Haustürgespräche, Bürgerversammlungen oder direkte Kommunikation über soziale Medien, aber auf respektvolle Weise, sind essenziell. Es geht darum, zuzuhören und ehrlich auf die Anliegen der Bürgerinnen und Bürger einzugehen. Auch Maßnahmen wie die Stärkung des Sozialstaats, gerechtere Löhne und bezahlbarer Wohnraum sind ein Beitrag zur Demokratieförderung. Gleichzeitig muss der Rechtsstaat stark bleiben. Hass und Hetze, gerade online, dürfen nicht ungestraft bleiben. Es braucht klare Konsequenzen für diejenigen, die gegen andere Menschen hetzen oder Gewalt fördern.
NM: Worin sehen Sie das Scheitern der bisherigen Regierung und was kann die Politik daraus lernen?
Heine: Wir sind von Anfang an davon ausgegangen, dass die Regierung nicht lange halten würde. Die Regierung ist eigentlich vielversprechend gestartet. Man hat sich viele Projekte vorgenommen, die auch aus Projekten der Linken mit den Grünen und der FDP zusammen entstanden sind. Dann kam der Moment, an dem das Geld auf einmal nicht mehr vorhanden war. Und da hat man gemerkt, dass man diese Widersprüche in der Regierung nicht mehr mit Geld zuschütten kann.
Was man daraus lernen kann, ist, dass es nicht reicht, jung und hip zu sein. Damit verändert man nichts. Wir haben die strengste Asylrechtsverschärfung in der Geschichte der Bundesrepublik verabschiedet, der die jungen Abgeordneten, die neu in den Bundestag eingezogen sind, zugestimmt haben. Die linkste Regierung der letzten zwanzig Jahre hat das Asylrecht so scharf reguliert wie noch nie zuvor. Außerdem kann man nicht mit der FDP zusammen regieren, das hat auch die CDU verstanden. Immerhin ist das nicht die erste Regierung, die die FDP hat platzen lassen.

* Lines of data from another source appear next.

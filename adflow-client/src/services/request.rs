use crate::error::ApiError;
use reqwest::header::{HeaderMap, HeaderValue, AUTHORIZATION};
use reqwest::{Method, StatusCode};
use serde::de::DeserializeOwned;
use serde::Serialize;

/// An outbound API call, described relative to the client's base URL.
///
/// Middleware receives and may rewrite it before it reaches the transport.
#[derive(Debug, Clone)]
pub struct ApiRequest {
    method: Method,
    path: String,
    query: Vec<(String, String)>,
    headers: HeaderMap,
    body: Option<serde_json::Value>,
    authenticate: bool,
    retried: bool,
}

impl ApiRequest {
    /// `path` is relative to the base URL and should start with `/`.
    pub fn new(method: Method, path: impl Into<String>) -> Self {
        Self {
            method,
            path: path.into(),
            query: Vec::new(),
            headers: HeaderMap::new(),
            body: None,
            authenticate: true,
            retried: false,
        }
    }

    pub fn get(path: impl Into<String>) -> Self {
        Self::new(Method::GET, path)
    }

    pub fn post(path: impl Into<String>) -> Self {
        Self::new(Method::POST, path)
    }

    pub fn put(path: impl Into<String>) -> Self {
        Self::new(Method::PUT, path)
    }

    pub fn delete(path: impl Into<String>) -> Self {
        Self::new(Method::DELETE, path)
    }

    pub fn with_query(mut self, key: impl Into<String>, value: impl ToString) -> Self {
        self.query.push((key.into(), value.to_string()));
        self
    }

    pub fn with_query_pairs(mut self, pairs: impl IntoIterator<Item = (String, String)>) -> Self {
        self.query.extend(pairs);
        self
    }

    pub fn with_json<T: Serialize + ?Sized>(mut self, body: &T) -> Result<Self, ApiError> {
        self.body = Some(serde_json::to_value(body).map_err(ApiError::Encode)?);
        Ok(self)
    }

    /// Send without the stored access token (login, registration, refresh).
    pub fn anonymous(mut self) -> Self {
        self.authenticate = false;
        self
    }

    pub fn with_bearer(mut self, token: &str) -> Self {
        self.set_bearer(token);
        self
    }

    /// Replace the `Authorization` header with `Bearer <token>`.
    pub fn set_bearer(&mut self, token: &str) {
        if let Ok(mut value) = HeaderValue::from_str(&format!("Bearer {}", token)) {
            value.set_sensitive(true);
            self.headers.insert(AUTHORIZATION, value);
        } else {
            tracing::warn!(path = %self.path, "token is not a valid header value; sending without it");
            self.headers.remove(AUTHORIZATION);
        }
    }

    /// Token from the `Authorization: Bearer` header, if any.
    pub fn bearer_token(&self) -> Option<&str> {
        self.headers
            .get(AUTHORIZATION)
            .and_then(|v| v.to_str().ok())
            .and_then(|v| v.strip_prefix("Bearer "))
    }

    pub fn has_authorization(&self) -> bool {
        self.headers.contains_key(AUTHORIZATION)
    }

    pub fn method(&self) -> &Method {
        &self.method
    }

    pub fn path(&self) -> &str {
        &self.path
    }

    pub fn query(&self) -> &[(String, String)] {
        &self.query
    }

    pub fn headers(&self) -> &HeaderMap {
        &self.headers
    }

    pub fn headers_mut(&mut self) -> &mut HeaderMap {
        &mut self.headers
    }

    pub fn body(&self) -> Option<&serde_json::Value> {
        self.body.as_ref()
    }

    /// Whether the stored access token should be attached.
    pub fn authenticates(&self) -> bool {
        self.authenticate
    }

    /// Set once a token refresh has been attempted for this request.
    pub fn is_retried(&self) -> bool {
        self.retried
    }

    pub fn mark_retried(&mut self) {
        self.retried = true;
    }
}

/// A successful (2xx) response with its body fully read.
#[derive(Debug, Clone)]
pub struct ApiResponse {
    status: StatusCode,
    headers: HeaderMap,
    body: Vec<u8>,
}

impl ApiResponse {
    pub fn new(status: StatusCode, headers: HeaderMap, body: impl Into<Vec<u8>>) -> Self {
        Self {
            status,
            headers,
            body: body.into(),
        }
    }

    pub fn status(&self) -> StatusCode {
        self.status
    }

    pub fn headers(&self) -> &HeaderMap {
        &self.headers
    }

    pub fn header(&self, name: &str) -> Option<&str> {
        self.headers.get(name).and_then(|v| v.to_str().ok())
    }

    pub fn body(&self) -> &[u8] {
        &self.body
    }

    pub fn into_body(self) -> Vec<u8> {
        self.body
    }

    pub fn text(&self) -> String {
        String::from_utf8_lossy(&self.body).into_owned()
    }

    pub fn json<T: DeserializeOwned>(&self) -> Result<T, ApiError> {
        serde_json::from_slice(&self.body).map_err(ApiError::Decode)
    }
}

Davon abgesehen müssen die Projekte, die sich die Regierung vorgenommen hat, von vornherein besser nach außen kommuniziert werden. Es gab keine Transparenz bei verschiedenen Abkommen. Der Koalitionsvertrag wurde nur intern abgesprochen und sehr schnell veröffentlicht. Man sollte lernen, dass man die Dinge transparent klären muss, damit die Gesellschaft auch weiß, welche Probleme es eigentlich gibt. Es wurde nicht kommuniziert, wo die Differenzen lagen. Das hat das Vertrauen in die Politik zerstört.
Justus Heine ist 24 Jahre alt, in Sachsen-Anhalt aufgewachsen und erlebte den Aufstieg der AfD hautnah mit: „Ich habe gesehen, wie die Hetze und dieser rechtsextreme Versuch, in die Gesellschaft einzugreifen, Vereine und Dorfgemeinschaften belastet und Familien spaltet. Das hat mich politisiert“, sagt Heine. Er studiert Volkswirtschaft und Geografie an der Universität in Heidelberg. Das Gemeinderats- und Kreistagsmitglied aus Dossenheim kandidiert zum ersten Mal für den Bundestag.